See you on July 3rd and 4th, and remember to take a mild sleeping pill on the plane so you can get some rest.

and one more thing... Debe llamar tu hermano, porque el tiene informacion para ti (it's missing the accents, but if you figure it out then you can follow directions and you might pass go)

S.

Re: Even Bridezilla can have her moments

Date: 2004-04-26 04:09 pm (UTC)
From: [identity profile] bugsy-siegel.livejournal.com
YEAH!!!

So happy to hear that ( or read it actually) cause I think that we will all have a good time getting really drunk or (not so really drunk, depending) and doing whatever else people do at these things.

Then we spend saturday sobering up, and saturday night possibly doing some girly beauty pampering kind of thing and then Sunday we (or rather I) get married...yeah!!!!

Its gonna be good!

Call me when you are off the phone

Date: 2004-04-26 03:37 pm (UTC)
From: [identity profile] coyotewatches.livejournal.com
*Great big coyote hugs!*

Congratulations!!

>>>So, a bit of a dust-up, and my path is definitely not what I thought it >>>would be, but I think in the long-run it will be better.

And this is why I think you're great! I wish more folks could take this attitude. Proud to call ya friend, friend.

Date: 2004-04-26 09:06 pm (UTC)
From: [identity profile] moonartemis76.livejournal.com
I'm so proud of and excited for you! big stuff!!!

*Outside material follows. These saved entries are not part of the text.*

use chrono::{DateTime, Utc};
use rust_decimal::Decimal;
use serde::{Deserialize, Serialize};
use serde_json::{Map, Value};
use uuid::Uuid;

use crate::money::coerce_decimal;

/// BUY or SELL. A trade carries exactly one.
#[derive(Copy, Clone, Debug, PartialEq, Eq, Hash, Serialize, Deserialize)]
#[serde(rename_all = "lowercase")]
pub enum Side {
    Buy,
    Sell,
}

impl Side {
    pub fn as_str(&self) -> &'static str {
        match self {
            Side::Buy => "buy",
            Side::Sell => "sell",
        }
    }

    fn parse(s: &str) -> Option<Self> {
        match s.trim().to_ascii_lowercase().as_str() {
            "buy" => Some(Side::Buy),
            "sell" => Some(Side::Sell),
            _ => None,
        }
    }
}

/// Client-supplied context carried verbatim on a sell record.
#[derive(Debug, Clone, Default, PartialEq)]
pub struct SellContext {
    /// Quantity as originally requested by the client.
    pub requested_quantity: Decimal,
    /// Price the client displayed when it submitted the sell.
    pub client_price: Option<Decimal>,
    /// Total value the client displayed.
    pub total_value: Option<Decimal>,
    /// Client clock, opaque.
    pub client_timestamp: Option<Value>,
}

/// An executed trade, as written to the ledger. Immutable once appended.
///
/// `live_price` is the quote the trade executed at. Buy records also carry
/// the client's reference price and the profit/loss attributed to it; sell
/// records carry the client-side context of the request.
#[derive(Debug, Clone, PartialEq, Serialize, Deserialize)]
pub struct TradeRecord {
    pub symbol: String,
    pub side: Side,
    pub quantity: Decimal,
    pub live_price: Decimal,

    #[serde(default, skip_serializing_if = "Option::is_none")]
    pub reference_price: Option<Decimal>,
    #[serde(default, skip_serializing_if = "Option::is_none")]
    pub profit: Option<Decimal>,
    #[serde(default, skip_serializing_if = "Option::is_none")]
    pub loss: Option<Decimal>,
    #[serde(default, skip_serializing_if = "Option::is_none")]
    pub pl: Option<Decimal>,

    #[serde(default, skip_serializing_if = "Option::is_none")]
    pub requested_quantity: Option<Decimal>,
    #[serde(default, skip_serializing_if = "Option::is_none")]
    pub client_price: Option<Decimal>,
    #[serde(default, skip_serializing_if = "Option::is_none")]
    pub total_value: Option<Decimal>,
    #[serde(default, skip_serializing_if = "Option::is_none")]
    pub client_timestamp: Option<Value>,
}

impl TradeRecord {
    pub fn buy<S: Into<String>>(
        symbol: S,
        quantity: Decimal,
        live_price: Decimal,
        reference_price: Decimal,
        profit: Decimal,
        loss: Decimal,
    ) -> Self {
        Self {
            symbol: symbol.into(),
            side: Side::Buy,
            quantity,
            live_price,
            reference_price: Some(reference_price),
            profit: Some(profit),
            loss: Some(loss),
            pl: Some(profit - loss),
            requested_quantity: None,
            client_price: None,
            total_value: None,
            client_timestamp: None,
        }
    }

    pub fn sell<S: Into<String>>(
        symbol: S,
        quantity: Decimal,
        live_price: Decimal,
        ctx: SellContext,
    ) -> Self {
        Self {
            symbol: symbol.into(),
            side: Side::Sell,
            quantity,
            live_price,
            reference_price: None,
            profit: None,
            loss: None,
            pl: None,
            requested_quantity: Some(ctx.requested_quantity),
            client_price: ctx.client_price,
            total_value: ctx.total_value,
            client_timestamp: ctx.client_timestamp,
        }
    }

    /// Document form written to the store.
    ///
    /// Besides the `side` tag the document carries the boolean `buy` / `sell`
    /// flag older clients read.
    pub fn to_doc(&self) -> serde_json::Result<Value> {
        let mut doc = serde_json::to_value(self)?;
        if let Value::Object(map) = &mut doc {
            map.insert(self.side.as_str().to_string(), Value::Bool(true));
        }
        Ok(doc)
    }
}

/// A trade document as read back from the store.
///
/// Reads are lenient: the document may predate [`TradeRecord`] and tag its
/// side only through `buy` / `sell` flags, or carry a quantity as a string.
/// [`StoredTrade::side`] and [`StoredTrade::quantity`] return `None` for
/// documents that cannot be interpreted; replay code skips those.
#[derive(Debug, Clone, PartialEq)]
pub struct StoredTrade {
    pub trade_id: Uuid,
    pub symbol: String,
    /// Server timestamp assigned when the trade was appended.
    pub recorded_at: DateTime<Utc>,
    pub doc: Value,
}

impl StoredTrade {
    /// The trade's side, or `None` when untagged or tagged both ways.
    pub fn side(&self) -> Option<Side> {
        let tagged = self
            .doc
            .get("side")
            .and_then(Value::as_str)
            .and_then(Side::parse);
        let buy = self.flag("buy");
        let sell = self.flag("sell");

        match (tagged, buy, sell) {
            (Some(Side::Buy), _, false) => Some(Side::Buy),
            (Some(Side::Sell), false, _) => Some(Side::Sell),
            (Some(_), _, _) => None,
            (None, true, false) => Some(Side::Buy),
            (None, false, true) => Some(Side::Sell),
            (None, _, _) => None,
        }
    }

    /// Strictly positive quantity, or `None` when missing or malformed.
    pub fn quantity(&self) -> Option<Decimal> {
        self.doc
            .get("quantity")
            .and_then(coerce_decimal)
            .filter(|q| *q > Decimal::ZERO)
    }

    /// Client-facing JSON: the stored document plus `trade_id` and
    /// `recorded_at` (RFC 3339).
    pub fn to_json(&self) -> Value {
        let mut map = match &self.doc {
            Value::Object(m) => m.clone(),
            other => {
                let mut m = Map::new();
                m.insert("doc".to_string(), other.clone());
                m
            }
        };
        map.insert("trade_id".to_string(), Value::String(self.trade_id.to_string()));
        map.insert(
            "recorded_at".to_string(),
            Value::String(self.recorded_at.to_rfc3339()),
        );
        Value::Object(map)
    }

    fn flag(&self, name: &str) -> bool {
        self.doc.get(name).and_then(Value::as_bool).unwrap_or(false)
    }
}
//! Wiring from `ServiceConfig` to a ready `AppState`.

use std::collections::HashMap;
use std::sync::Arc;

use anyhow::{Context, Result};
use pt_config::secrets::ResolvedSecrets;
use pt_config::{LedgerBackend, LedgerConfig, QuoteProviderKind, QuotesConfig, ServiceConfig};
use pt_db::{LedgerStore, MemoryStore, PgLedgerStore};
use pt_md::{FixedQuoteProvider, QuoteCache, QuoteProvider, YahooChartProvider};
use pt_reconcile::{EngineConfig, ReconcileEngine};
use tracing::info;

use crate::state::AppState;

pub fn engine_config(cfg: &ServiceConfig) -> Result<EngineConfig> {
    Ok(EngineConfig {
        lookback: cfg.quotes.lookback()?,
        quote_timeout: cfg.quotes.timeout(),
        pnl_policy: cfg.ledger.pnl_policy,
        max_commit_retries: cfg.ledger.max_commit_retries,
        starting_balance: cfg.ledger.starting_balance,
    })
}

pub fn quote_provider(cfg: &QuotesConfig) -> Result<Arc<dyn QuoteProvider>> {
    match cfg.provider {
        QuoteProviderKind::Yahoo => {
            let p = match &cfg.base_url {
                Some(url) => YahooChartProvider::new_with_base_url(url.clone(), cfg.timeout()),
                None => YahooChartProvider::new(cfg.timeout()),
            }
            .context("yahoo quote provider init failed")?;
            Ok(Arc::new(p))
        }
        QuoteProviderKind::Fixed => {
            let prices: HashMap<String, _> = cfg
                .fixed_prices
                .iter()
                .map(|(k, v)| (k.clone(), *v))
                .collect();
            Ok(Arc::new(FixedQuoteProvider::from_map(prices)))
        }
    }
}

pub async fn ledger_store(
    cfg: &LedgerConfig,
    secrets: &ResolvedSecrets,
) -> Result<Arc<dyn LedgerStore>> {
    match cfg.backend {
        LedgerBackend::Memory => Ok(Arc::new(MemoryStore::new())),
        LedgerBackend::Postgres => {
            let url = secrets.database_url.as_deref().with_context(|| {
                format!(
                    "SECRETS_MISSING ledger.backend=postgres requires env var {}",
                    cfg.postgres.url_env
                )
            })?;
            let store = PgLedgerStore::connect_and_migrate(url, cfg.postgres.max_connections)
                .await
                .context("postgres ledger store init failed")?;
            Ok(Arc::new(store))
        }
    }
}

/// Build the daemon state. Connects and migrates the database when the
/// postgres backend is configured.
pub async fn build_state(
    cfg: &ServiceConfig,
    secrets: &ResolvedSecrets,
    config_hash: String,
) -> Result<AppState> {
    let engine_cfg = engine_config(cfg)?;
    let quotes = quote_provider(&cfg.quotes)?;
    let store = ledger_store(&cfg.ledger, secrets).await?;
    info!(
        ledger_backend = store.backend(),
        quote_provider = quotes.name(),
        pnl_policy = engine_cfg.pnl_policy.as_str(),
        "engine wired"
    );

    let engine = Arc::new(ReconcileEngine::new(store, quotes, engine_cfg));
    let cache = Arc::new(QuoteCache::new(
        cfg.quotes.cache_ttl(),
        cfg.quotes.cache_max_entries,
    ));
    Ok(AppState::new(engine, cache, config_hash))
}
//! pt-daemon library target.
//!
//! Exposes the router, state and bootstrap for integration tests.
//! The binary `main.rs` depends on this library target.

pub mod api_types;
pub mod bootstrap;
pub mod routes;
pub mod state;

On the language requirement thang....

Date: 2004-05-01 07:59 am (UTC)
From: [identity profile] dirtgrrl.livejournal.com
The University of Wisconsin - Milwaukee taught Gaelic regularly. They have the largest department of linguistics in the mid-west, so I was told. You may want to check that out, if The College of New York doesn't work out. Also, they are an urban campus, so perhaps they would have an on-line course. I'm just going from memory here, (from 6 years ago) so I don't really know what they offer - but it's worth a look.